Whenever he did, however, he was viciously attacked, savaged from the left for not being radical enough, smeared from the right for being ungrateful and un-American. Asked about the accusation that Armstrong was an "Uncle Tom," Brubeck pauses momentarily as if pondering the sheer stupidity of this scurrilous, ancient but still recurring question. "Of course, he wasn’t," Brubeck says. "To me it was unbelievable that anyone would say that about probably the most important jazz musician who has ever lived," he adds.

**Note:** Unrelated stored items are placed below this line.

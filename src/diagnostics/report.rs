// src/diagnostics/report.rs
//! Diagnostic issues and reports

use std::collections::HashMap;
use std::fmt;

/// How bad an issue is
#[derive(Debug, Clone, Copy, PartialEq, Eq, PartialOrd, Ord)]
pub enum Severity {
    Low,
    Medium,
    High,
    Critical,
}

/// Which part of the environment an issue belongs to
#[derive(Debug, Clone, Copy, PartialEq, Eq, Hash)]
pub enum Category {
    ExecutionPolicy,
    Modules,
    Interpreter,
    SmokeTest,
    Network,
}

impl fmt::Display for Category {
    fn fmt(&self, f: &mut fmt::Formatter<'_>) -> fmt::Result {
        let label = match self {
            Category::ExecutionPolicy => "Execution Policy",
            Category::Modules => "Vendor Modules",
            Category::Interpreter => "Interpreter",
            Category::SmokeTest => "Smoke Test",
            Category::Network => "Network",
        };
        write!(f, "{}", label)
    }
}

/// One classified finding from a probe
#[derive(Debug, Clone)]
pub struct DiagnosticIssue {
    pub severity: Severity,
    pub category: Category,
    pub description: String,
    pub recommendation: String,

    /// Whether [`repair`](crate::diagnostics::DiagnosticsEngine::repair)
    /// can act on this issue
    pub auto_fixable: bool,

    /// Script the repair pass runs when `auto_fixable` is set
    pub fix_script: Option<String>,
}

impl DiagnosticIssue {
    /// An issue with no automated fix
    pub fn manual(
        severity: Severity,
        category: Category,
        description: impl Into<String>,
        recommendation: impl Into<String>,
    ) -> Self {
        Self {
            severity,
            category,
            description: description.into(),
            recommendation: recommendation.into(),
            auto_fixable: false,
            fix_script: None,
        }
    }

    /// An issue the repair pass can act on
    pub fn fixable(
        severity: Severity,
        category: Category,
        description: impl Into<String>,
        recommendation: impl Into<String>,
        fix_script: impl Into<String>,
    ) -> Self {
        Self {
            severity,
            category,
            description: description.into(),
            recommendation: recommendation.into(),
            auto_fixable: true,
            fix_script: Some(fix_script.into()),
        }
    }
}

/// Overall environment verdict
#[derive(Debug, Clone, Copy, PartialEq, Eq)]
pub enum OverallStatus {
    Healthy,
    Degraded,
    Unhealthy,
}

/// Aggregated output of one diagnostics run
#[derive(Debug, Clone)]
pub struct DiagnosticReport {
    /// All findings, ordered by descending severity
    pub issues: Vec<DiagnosticIssue>,

    /// Free-form per-category detail (inventories, version tables)
    pub details: HashMap<Category, String>,

    /// Verdict derived from the worst finding
    pub status: OverallStatus,
}

impl DiagnosticReport {
    /// Build a report from collected findings
    pub fn new(mut issues: Vec<DiagnosticIssue>, details: HashMap<Category, String>) -> Self {
        issues.sort_by(|a, b| b.severity.cmp(&a.severity));

        let status = match issues.iter().map(|i| i.severity).max() {
            None => OverallStatus::Healthy,
            Some(Severity::Low) | Some(Severity::Medium) => OverallStatus::Degraded,
            Some(Severity::High) | Some(Severity::Critical) => OverallStatus::Unhealthy,
        };

        Self {
            issues,
            details,
            status,
        }
    }

    /// Findings in one category
    pub fn issues_in(&self, category: Category) -> Vec<&DiagnosticIssue> {
        self.issues
            .iter()
            .filter(|i| i.category == category)
            .collect()
    }
}

#[cfg(test)]
mod tests {
    use super::*;

    #[test]
    fn test_status_from_worst_issue() {
        let healthy = DiagnosticReport::new(vec![], HashMap::new());
        assert_eq!(healthy.status, OverallStatus::Healthy);

        let degraded = DiagnosticReport::new(
            vec![DiagnosticIssue::manual(
                Severity::Medium,
                Category::Modules,
                "two versions installed",
                "uninstall the older one",
            )],
            HashMap::new(),
        );
        assert_eq!(degraded.status, OverallStatus::Degraded);

        let unhealthy = DiagnosticReport::new(
            vec![
                DiagnosticIssue::manual(
                    Severity::Low,
                    Category::Network,
                    "proxy configured",
                    "verify proxy rules",
                ),
                DiagnosticIssue::fixable(
                    Severity::Critical,
                    Category::ExecutionPolicy,
                    "policy is Restricted",
                    "relax the policy",
                    "Set-ExecutionPolicy RemoteSigned",
                ),
            ],
            HashMap::new(),
        );
        assert_eq!(unhealthy.status, OverallStatus::Unhealthy);
        // Sorted worst-first
        assert_eq!(unhealthy.issues[0].severity, Severity::Critical);
    }

    #[test]
    fn test_issues_in_category() {
        let report = DiagnosticReport::new(
            vec![DiagnosticIssue::manual(
                Severity::High,
                Category::SmokeTest,
                "live execution failed",
                "check the interpreter install",
            )],
            HashMap::new(),
        );
        assert_eq!(report.issues_in(Category::SmokeTest).len(), 1);
        assert!(report.issues_in(Category::Network).is_empty());
    }
}
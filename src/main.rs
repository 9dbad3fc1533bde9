use color_eyre::Section;
use color_eyre::eyre::{Result, WrapErr};
use homework_bot::config::Config;
use homework_bot::poller::HomeworkPoller;
use tracing::info;

#[tokio::main(flavor = "current_thread")]
async fn main() -> Result<()> {
    color_eyre::install()?;

    // A missing .env is fine, the variables may come from the real environment.
    dotenv::dotenv().ok();
    let config = Config::load()
        .wrap_err("Failed to read configuration from the environment")
        .with_suggestion(|| "Check RETRY_PERIOD, REQUEST_TIMEOUT and the boolean flags")?;

    let _guard = homework_bot::logging::init(&config.log_dir)?;

    let poller = HomeworkPoller::from_config(&config, chrono::Utc::now().timestamp())?;

    info!("📊 Config loaded:");
    info!("  - Endpoint: {}", config.practicum_endpoint);
    info!("  - Retry period: {}s", config.retry_period);
    info!("  - Request timeout: {}s", config.request_timeout);
    info!("  - Notify unchanged: {}", config.notify_unchanged);
    info!("  - Advance timestamp: {}", config.advance_timestamp);
    info!("  - Report failures: {}", config.report_failures);

    poller.run().await;

    Ok(())
}
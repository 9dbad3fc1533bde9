use std::fmt::{self, Write as _};
use std::io::{self, Write as _};
use std::path::{Path, PathBuf};

use chrono::{Local, NaiveDate};
use color_eyre::eyre::{Result, WrapErr};
use serde_json::json;
use tracing::field::{Field, Visit};
use tracing::{span, Event, Subscriber};
use tracing_appender::non_blocking::WorkerGuard;
use tracing_subscriber::{
    fmt::{format::Writer, FmtContext, FormatEvent, FormatFields},
    layer::{Context, Layer, SubscriberExt},
    registry::LookupSpan,
    util::SubscriberInitExt,
    EnvFilter,
};

pub const LOG_FILE_PREFIX: &str = "homework_bot";

/// Polling cycle number stored in the extensions of a `cycle` span.
#[derive(Debug, Clone, Copy, PartialEq, Eq)]
struct Cycle(u64);

/// Records the `cycle` field of new spans so formatters can read it back
/// without parsing rendered field text.
pub struct CycleLayer;

impl<S> Layer<S> for CycleLayer
where
    S: Subscriber + for<'a> LookupSpan<'a>,
{
    fn on_new_span(&self, attrs: &span::Attributes<'_>, id: &span::Id, ctx: Context<'_, S>) {
        let mut visitor = CycleVisitor::default();
        attrs.record(&mut visitor);
        if let (Some(cycle), Some(span)) = (visitor.0, ctx.span(id)) {
            span.extensions_mut().insert(cycle);
        }
    }
}

#[derive(Default)]
struct CycleVisitor(Option<Cycle>);

impl Visit for CycleVisitor {
    fn record_u64(&mut self, field: &Field, value: u64) {
        if field.name() == "cycle" {
            self.0 = Some(Cycle(value));
        }
    }

    fn record_i64(&mut self, field: &Field, value: i64) {
        if let Ok(value) = u64::try_from(value) {
            self.record_u64(field, value);
        }
    }

    fn record_debug(&mut self, _field: &Field, _value: &dyn fmt::Debug) {}
}

/// One JSON object per line: local and UTC timestamps, level, target, the
/// event fields, and the polling cycle number when logged inside a cycle span.
pub struct CycleJsonFormatter;

impl<S, N> FormatEvent<S, N> for CycleJsonFormatter
where
    S: Subscriber + for<'a> LookupSpan<'a>,
    N: for<'a> FormatFields<'a> + 'static,
{
    fn format_event(
        &self,
        ctx: &FmtContext<'_, S, N>,
        mut writer: Writer<'_>,
        event: &Event<'_>,
    ) -> fmt::Result {
        let metadata = event.metadata();

        let mut cycle = None;
        if let Some(scope) = ctx.event_scope() {
            for span in scope.from_root() {
                if let Some(&Cycle(n)) = span.extensions().get::<Cycle>() {
                    cycle = Some(n);
                }
            }
        }

        let mut visitor = JsonVisitor::default();
        event.record(&mut visitor);

        let mut entry = json!({
            "timestamp": Local::now().to_rfc3339(),
            "timestamp_utc": chrono::Utc::now().to_rfc3339(),
            "level": metadata.level().to_string(),
            "target": metadata.target(),
            "fields": visitor.fields,
        });
        if let Some(cycle) = cycle {
            entry["cycle"] = json!(cycle);
        }

        writeln!(writer, "{}", entry)
    }
}

#[derive(Default)]
struct JsonVisitor {
    fields: serde_json::Map<String, serde_json::Value>,
}

impl tracing::field::Visit for JsonVisitor {
    fn record_debug(&mut self, field: &tracing::field::Field, value: &dyn fmt::Debug) {
        self.fields
            .insert(field.name().to_string(), json!(format!("{:?}", value)));
    }

    fn record_str(&mut self, field: &tracing::field::Field, value: &str) {
        self.fields.insert(field.name().to_string(), json!(value));
    }

    fn record_bool(&mut self, field: &tracing::field::Field, value: bool) {
        self.fields.insert(field.name().to_string(), json!(value));
    }

    fn record_i64(&mut self, field: &tracing::field::Field, value: i64) {
        self.fields.insert(field.name().to_string(), json!(value));
    }

    fn record_u64(&mut self, field: &tracing::field::Field, value: u64) {
        self.fields.insert(field.name().to_string(), json!(value));
    }
}

/// File writer that starts a new `<prefix>.<YYYY-MM-DD>.log` when the local date changes.
pub struct DailyFileAppender {
    directory: PathBuf,
    prefix: String,
    current: Option<(NaiveDate, std::fs::File)>,
}

impl DailyFileAppender {
    pub fn new<P: AsRef<Path>>(directory: P, prefix: &str) -> Result<Self> {
        let directory = directory.as_ref().to_path_buf();
        std::fs::create_dir_all(&directory)
            .wrap_err_with(|| format!("Failed to create log directory {:?}", directory))?;

        Ok(Self {
            directory,
            prefix: prefix.to_string(),
            current: None,
        })
    }

    pub fn path_for(&self, date: NaiveDate) -> PathBuf {
        self.directory
            .join(format!("{}.{}.log", self.prefix, date.format("%Y-%m-%d")))
    }

    fn file_for_today(&mut self) -> io::Result<&mut std::fs::File> {
        let today = Local::now().date_naive();
        let stale = !matches!(&self.current, Some((date, _)) if *date == today);

        if stale {
            let file = std::fs::OpenOptions::new()
                .create(true)
                .append(true)
                .open(self.path_for(today))?;
            self.current = Some((today, file));
        }

        match &mut self.current {
            Some((_, file)) => Ok(file),
            None => Err(io::Error::other("log file not open")),
        }
    }
}

impl io::Write for DailyFileAppender {
    fn write(&mut self, buf: &[u8]) -> io::Result<usize> {
        self.file_for_today()?.write(buf)
    }

    fn flush(&mut self) -> io::Result<()> {
        match &mut self.current {
            Some((_, file)) => file.flush(),
            None => Ok(()),
        }
    }
}

/// Installs the JSON file sink and the compact stdout sink.
///
/// The returned guard flushes the file writer on drop; keep it alive for the
/// whole process.
pub fn init(log_dir: &str) -> Result<WorkerGuard> {
    let appender = DailyFileAppender::new(log_dir, LOG_FILE_PREFIX)
        .wrap_err("Failed to create log file appender")?;
    let (non_blocking, guard) = tracing_appender::non_blocking(appender);

    let filter = match std::env::var("RUST_LOG") {
        Ok(_) => EnvFilter::from_default_env(),
        Err(_) => EnvFilter::new("homework_bot=debug"),
    };

    tracing_subscriber::registry()
        .with(CycleLayer)
        .with(
            tracing_subscriber::fmt::layer()
                .with_ansi(false)
                .with_writer(non_blocking)
                .event_format(CycleJsonFormatter),
        )
        .with(
            tracing_subscriber::fmt::layer()
                .with_writer(io::stdout)
                .compact(),
        )
        .with(filter)
        .try_init()
        .wrap_err("Failed to install tracing subscriber")?;

    Ok(guard)
}

#[cfg(test)]
mod tests {
    use super::*;
    use std::io::Write;
    use std::sync::{Arc, Mutex};
    use tracing::info_span;

    #[derive(Clone, Default)]
    struct SharedBuf(Arc<Mutex<Vec<u8>>>);

    impl io::Write for SharedBuf {
        fn write(&mut self, buf: &[u8]) -> io::Result<usize> {
            self.0.lock().unwrap().extend_from_slice(buf);
            Ok(buf.len())
        }

        fn flush(&mut self) -> io::Result<()> {
            Ok(())
        }
    }

    /// Runs `emit` under the same layer stack `init` installs, ANSI stdout
    /// layer included, and returns the JSON lines the file sink received.
    fn capture_json_lines(emit: impl FnOnce()) -> Vec<serde_json::Value> {
        let buf = SharedBuf::default();
        let writer = buf.clone();
        let subscriber = tracing_subscriber::registry()
            .with(CycleLayer)
            .with(
                tracing_subscriber::fmt::layer()
                    .with_ansi(false)
                    .with_writer(move || writer.clone())
                    .event_format(CycleJsonFormatter),
            )
            .with(
                tracing_subscriber::fmt::layer()
                    .with_ansi(true)
                    .with_writer(io::sink)
                    .compact(),
            );

        tracing::subscriber::with_default(subscriber, emit);

        let output = String::from_utf8(buf.0.lock().unwrap().clone()).unwrap();
        output
            .lines()
            .map(|line| serde_json::from_str(line).unwrap())
            .collect()
    }

    #[test]
    fn test_json_line_carries_cycle() {
        let lines = capture_json_lines(|| {
            let _span = info_span!("cycle", cycle = 7u64).entered();
            tracing::error!(kind = "HttpStatus", "Polling cycle failed");
        });

        assert_eq!(lines.len(), 1);
        let line = &lines[0];
        assert_eq!(line["level"], "ERROR");
        assert_eq!(line["cycle"], 7);
        assert_eq!(line["fields"]["message"], "Polling cycle failed");
        assert_eq!(line["fields"]["kind"], "HttpStatus");
        assert!(line["timestamp"].is_string());
    }

    #[test]
    fn test_cycle_only_inside_cycle_span() {
        let lines = capture_json_lines(|| {
            tracing::info!("Homework status polling started");
            let _cycle = info_span!("cycle", cycle = 3).entered();
            let _request = info_span!("request", endpoint = "x").entered();
            tracing::debug!("Homework statuses fetched");
        });

        assert_eq!(lines.len(), 2);
        assert!(lines[0].get("cycle").is_none());
        assert_eq!(lines[1]["cycle"], 3);
    }

    #[test]
    fn test_appender_writes_dated_file() {
        let dir = tempfile::tempdir().unwrap();
        let mut appender = DailyFileAppender::new(dir.path().join("logs"), "bot").unwrap();

        appender.write_all(b"first\n").unwrap();
        appender.write_all(b"second\n").unwrap();
        appender.flush().unwrap();

        let path = appender.path_for(Local::now().date_naive());
        assert!(path.file_name().unwrap().to_str().unwrap().starts_with("bot."));
        assert_eq!(std::fs::read_to_string(path).unwrap(), "first\nsecond\n");
    }
}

As a white musician, Brubeck stood up for integration, both as a young infantryman in World War II and as a jazz superstar in post-war America. As a piano-playing rifleman in Europe, Pvt. Brubeck integrated an Army band. It was a rare historic coup since the U.S. military was not officially de-segregated until 1948. Later as a famous quartet leader in the 1950s, he refused to play concerts in the South when producers demanded that he not perform on stage with his black bassist, Eugene Wright, or that he not perform for integrated audiences. Despite disastrous financial consequences for himself and his family, Brubeck just said "no" to racism, nixing many potentially lucrative concert dates below the Mason-Dixon Line. "What Louis and Dave had in common," Mower says, "was that they both saw that segregation, or any kind of discrimination, hurts everyone."

Reflecting exactly this ecumenical, democratic philosophy, "The Real Ambassadors" is still relevant today, Mower maintains. It’s significant, she says, not just for its fine music and lyrics, but also because it dared to deal with racism and to promote a then unpopular brand of colorblind brotherhood, she says.

Plus the musical is powered by what Mower calls its "most important element." "When I asked Dave what the most important element is in ‘The Real Ambassadors,’ he told me, ‘Love.’ "That’s it. One word. Love," Mower says. Mower makes the word "love" ring with a sense of hope, of conviction and assent. It sounds like an "amen" to her prayer for the deliverance of "The Real Ambassadors" from its captivity in purgatory to the Promised Land of Broadway.